ACTIVITY:
Where the line containing "registry.get(event.event_name()).cloned().unwrap_or_default()" appears, start copying; continue through the last line below and copy nothing else.

+ + + + +

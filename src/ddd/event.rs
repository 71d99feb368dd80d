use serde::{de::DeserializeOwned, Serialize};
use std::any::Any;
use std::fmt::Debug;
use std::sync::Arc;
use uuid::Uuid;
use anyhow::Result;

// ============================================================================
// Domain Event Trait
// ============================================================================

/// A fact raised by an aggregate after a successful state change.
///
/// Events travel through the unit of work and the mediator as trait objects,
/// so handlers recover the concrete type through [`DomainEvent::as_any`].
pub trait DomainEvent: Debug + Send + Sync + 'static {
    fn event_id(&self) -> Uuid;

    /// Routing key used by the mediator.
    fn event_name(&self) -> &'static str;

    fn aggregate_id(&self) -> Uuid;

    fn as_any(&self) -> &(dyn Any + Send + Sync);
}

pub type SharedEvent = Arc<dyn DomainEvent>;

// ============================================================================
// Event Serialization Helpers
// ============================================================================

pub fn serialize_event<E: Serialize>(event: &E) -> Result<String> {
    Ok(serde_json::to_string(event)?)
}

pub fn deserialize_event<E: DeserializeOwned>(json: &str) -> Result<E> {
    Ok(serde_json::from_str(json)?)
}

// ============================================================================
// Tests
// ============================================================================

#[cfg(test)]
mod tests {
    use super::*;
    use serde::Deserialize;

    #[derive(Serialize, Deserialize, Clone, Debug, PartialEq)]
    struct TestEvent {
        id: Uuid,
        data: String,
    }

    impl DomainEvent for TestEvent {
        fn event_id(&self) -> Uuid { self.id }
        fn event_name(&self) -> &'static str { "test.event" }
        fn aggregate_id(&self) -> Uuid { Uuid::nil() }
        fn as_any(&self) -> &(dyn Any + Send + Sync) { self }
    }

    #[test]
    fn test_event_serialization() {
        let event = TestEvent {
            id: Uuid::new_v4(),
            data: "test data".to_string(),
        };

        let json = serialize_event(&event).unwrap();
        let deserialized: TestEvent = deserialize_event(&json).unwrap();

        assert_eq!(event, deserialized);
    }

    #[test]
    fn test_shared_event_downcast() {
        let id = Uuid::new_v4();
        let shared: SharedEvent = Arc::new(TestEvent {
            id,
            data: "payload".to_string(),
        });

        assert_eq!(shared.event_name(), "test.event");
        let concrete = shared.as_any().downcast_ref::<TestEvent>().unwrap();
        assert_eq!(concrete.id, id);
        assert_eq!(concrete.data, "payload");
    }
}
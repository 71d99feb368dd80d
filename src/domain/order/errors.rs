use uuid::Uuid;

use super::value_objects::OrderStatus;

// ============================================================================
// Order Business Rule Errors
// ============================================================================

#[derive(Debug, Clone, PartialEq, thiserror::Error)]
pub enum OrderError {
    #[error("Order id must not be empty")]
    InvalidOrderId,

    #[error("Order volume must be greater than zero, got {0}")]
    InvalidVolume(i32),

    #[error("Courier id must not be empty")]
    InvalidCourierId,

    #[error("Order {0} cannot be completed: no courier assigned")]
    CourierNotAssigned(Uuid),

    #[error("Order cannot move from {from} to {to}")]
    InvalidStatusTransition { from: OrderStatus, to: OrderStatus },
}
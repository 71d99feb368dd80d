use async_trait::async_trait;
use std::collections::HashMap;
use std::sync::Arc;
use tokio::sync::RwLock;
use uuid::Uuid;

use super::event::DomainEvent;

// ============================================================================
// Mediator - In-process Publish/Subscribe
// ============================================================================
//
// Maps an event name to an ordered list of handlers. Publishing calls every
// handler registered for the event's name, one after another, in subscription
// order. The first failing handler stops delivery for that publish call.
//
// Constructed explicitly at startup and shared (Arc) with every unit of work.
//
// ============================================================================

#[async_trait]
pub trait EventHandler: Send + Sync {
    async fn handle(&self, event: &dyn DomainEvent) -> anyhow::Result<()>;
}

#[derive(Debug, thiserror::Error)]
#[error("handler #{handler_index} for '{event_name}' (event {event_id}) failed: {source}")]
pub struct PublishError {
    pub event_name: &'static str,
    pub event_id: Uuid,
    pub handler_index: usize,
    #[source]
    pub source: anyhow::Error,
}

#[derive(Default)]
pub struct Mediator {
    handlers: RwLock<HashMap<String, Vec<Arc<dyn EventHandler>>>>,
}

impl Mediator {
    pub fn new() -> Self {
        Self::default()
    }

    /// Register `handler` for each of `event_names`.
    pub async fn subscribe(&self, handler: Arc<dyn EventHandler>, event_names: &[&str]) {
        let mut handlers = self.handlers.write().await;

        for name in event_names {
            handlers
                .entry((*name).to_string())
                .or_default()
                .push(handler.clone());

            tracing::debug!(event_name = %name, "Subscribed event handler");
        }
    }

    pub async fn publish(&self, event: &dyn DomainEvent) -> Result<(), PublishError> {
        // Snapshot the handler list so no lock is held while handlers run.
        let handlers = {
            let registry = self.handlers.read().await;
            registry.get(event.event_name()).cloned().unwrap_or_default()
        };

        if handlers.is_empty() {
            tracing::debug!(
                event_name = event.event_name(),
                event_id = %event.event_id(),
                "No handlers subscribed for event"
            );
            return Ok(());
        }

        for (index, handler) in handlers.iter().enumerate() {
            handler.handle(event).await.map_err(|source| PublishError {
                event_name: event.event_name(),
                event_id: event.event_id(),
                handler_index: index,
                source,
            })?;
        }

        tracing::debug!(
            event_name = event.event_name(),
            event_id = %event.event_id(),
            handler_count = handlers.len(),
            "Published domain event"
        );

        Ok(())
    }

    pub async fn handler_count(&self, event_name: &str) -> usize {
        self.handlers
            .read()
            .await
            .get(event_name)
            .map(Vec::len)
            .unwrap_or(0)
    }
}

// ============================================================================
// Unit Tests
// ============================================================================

+ + + + +

YOUR RESPONSE:
            registry.get(event.event_name()).cloned().unwrap_or_default()
        };

        if handlers.is_empty() {
            tracing::debug!(
                event_name = event.event_name(),
                event_id = %event.event_id(),
                "No handlers subscribed for event"
            );
            return Ok(());
        }

        for (index, handler) in handlers.iter().enumerate() {
            handler.handle(event).await.map_err(|source| PublishError {
                event_name: event.event_name(),
                event_id: event.event_id(),
                handler_index: index,
                source,
            })?;
        }

        tracing::debug!(
            event_name = event.event_name(),
            event_id = %event.event_id(),
            handler_count = handlers.len(),
            "Published domain event"
        );

        Ok(())
    }

    pub async fn handler_count(&self, event_name: &str) -> usize {
        self.handlers
            .read()
            .await
            .get(event_name)
            .map(Vec::len)
            .unwrap_or(0)
    }
}

// ============================================================================
// Unit Tests
// ============================================================================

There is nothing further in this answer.